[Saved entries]
'''

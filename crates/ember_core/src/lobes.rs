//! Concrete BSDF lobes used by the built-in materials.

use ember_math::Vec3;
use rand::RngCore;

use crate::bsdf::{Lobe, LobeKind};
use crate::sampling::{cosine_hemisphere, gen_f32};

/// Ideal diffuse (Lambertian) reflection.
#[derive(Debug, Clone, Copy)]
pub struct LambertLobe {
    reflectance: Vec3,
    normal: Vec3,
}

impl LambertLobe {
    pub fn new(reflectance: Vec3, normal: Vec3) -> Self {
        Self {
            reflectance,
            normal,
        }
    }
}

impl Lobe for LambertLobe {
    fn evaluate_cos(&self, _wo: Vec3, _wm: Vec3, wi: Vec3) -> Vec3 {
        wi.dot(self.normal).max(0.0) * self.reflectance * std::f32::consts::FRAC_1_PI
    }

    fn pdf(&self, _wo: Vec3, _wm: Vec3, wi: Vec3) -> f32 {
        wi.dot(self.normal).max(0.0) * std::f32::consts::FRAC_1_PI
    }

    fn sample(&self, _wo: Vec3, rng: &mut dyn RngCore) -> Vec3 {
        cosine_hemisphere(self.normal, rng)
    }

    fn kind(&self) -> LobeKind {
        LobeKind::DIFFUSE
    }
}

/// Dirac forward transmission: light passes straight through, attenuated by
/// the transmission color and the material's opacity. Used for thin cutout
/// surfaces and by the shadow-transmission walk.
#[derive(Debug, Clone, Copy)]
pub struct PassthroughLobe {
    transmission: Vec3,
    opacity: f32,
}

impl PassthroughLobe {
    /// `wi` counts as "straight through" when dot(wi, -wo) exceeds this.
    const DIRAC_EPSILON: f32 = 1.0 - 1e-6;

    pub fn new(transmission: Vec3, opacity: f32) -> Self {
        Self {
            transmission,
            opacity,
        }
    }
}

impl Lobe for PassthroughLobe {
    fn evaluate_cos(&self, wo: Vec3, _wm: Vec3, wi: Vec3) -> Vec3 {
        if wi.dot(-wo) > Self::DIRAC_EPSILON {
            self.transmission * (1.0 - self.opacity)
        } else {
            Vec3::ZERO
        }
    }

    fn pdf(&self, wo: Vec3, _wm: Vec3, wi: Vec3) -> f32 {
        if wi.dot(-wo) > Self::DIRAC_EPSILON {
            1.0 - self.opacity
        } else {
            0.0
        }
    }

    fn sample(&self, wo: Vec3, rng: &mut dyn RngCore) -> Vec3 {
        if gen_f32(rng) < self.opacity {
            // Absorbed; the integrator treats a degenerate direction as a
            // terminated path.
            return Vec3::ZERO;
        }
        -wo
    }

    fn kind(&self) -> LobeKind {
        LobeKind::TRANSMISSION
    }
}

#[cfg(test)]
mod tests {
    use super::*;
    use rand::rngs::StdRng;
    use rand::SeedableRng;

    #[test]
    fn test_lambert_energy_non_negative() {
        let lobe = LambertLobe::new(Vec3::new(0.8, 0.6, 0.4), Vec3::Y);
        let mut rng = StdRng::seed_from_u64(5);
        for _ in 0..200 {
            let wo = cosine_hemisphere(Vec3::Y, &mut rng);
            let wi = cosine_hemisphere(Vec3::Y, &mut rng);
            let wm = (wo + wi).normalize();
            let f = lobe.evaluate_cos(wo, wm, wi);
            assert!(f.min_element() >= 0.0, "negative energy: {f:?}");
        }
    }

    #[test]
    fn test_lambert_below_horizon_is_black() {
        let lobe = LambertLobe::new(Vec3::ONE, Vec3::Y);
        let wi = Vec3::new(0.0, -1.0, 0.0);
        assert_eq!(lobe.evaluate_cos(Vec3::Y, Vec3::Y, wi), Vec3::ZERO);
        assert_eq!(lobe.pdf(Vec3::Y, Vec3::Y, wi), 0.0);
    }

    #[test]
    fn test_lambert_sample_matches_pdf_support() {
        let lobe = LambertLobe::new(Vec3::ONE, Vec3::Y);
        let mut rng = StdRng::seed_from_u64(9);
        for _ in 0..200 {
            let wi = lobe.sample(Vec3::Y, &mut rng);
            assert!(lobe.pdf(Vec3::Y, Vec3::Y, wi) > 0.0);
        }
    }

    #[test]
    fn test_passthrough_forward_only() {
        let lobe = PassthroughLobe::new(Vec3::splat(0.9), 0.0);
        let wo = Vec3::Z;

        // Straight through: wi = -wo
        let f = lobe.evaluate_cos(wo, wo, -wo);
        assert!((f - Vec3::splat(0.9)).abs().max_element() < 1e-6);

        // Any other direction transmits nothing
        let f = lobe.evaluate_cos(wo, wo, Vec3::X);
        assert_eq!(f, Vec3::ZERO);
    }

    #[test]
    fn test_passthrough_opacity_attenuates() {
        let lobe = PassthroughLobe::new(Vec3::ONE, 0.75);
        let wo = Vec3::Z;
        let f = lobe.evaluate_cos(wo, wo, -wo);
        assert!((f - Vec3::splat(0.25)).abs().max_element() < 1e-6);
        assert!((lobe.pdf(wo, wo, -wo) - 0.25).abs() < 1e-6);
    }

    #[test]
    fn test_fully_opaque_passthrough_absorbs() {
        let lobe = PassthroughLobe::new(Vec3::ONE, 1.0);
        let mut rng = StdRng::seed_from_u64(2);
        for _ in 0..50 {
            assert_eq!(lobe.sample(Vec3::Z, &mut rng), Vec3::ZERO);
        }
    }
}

'''

Required action: Lines above that have "reflectance": copy each of them.

Expected answer:
    reflectance: Vec3,
    pub fn new(reflectance: Vec3, normal: Vec3) -> Self {
            reflectance,
        wi.dot(self.normal).max(0.0) * self.reflectance * std::f32::consts::FRAC_1_PI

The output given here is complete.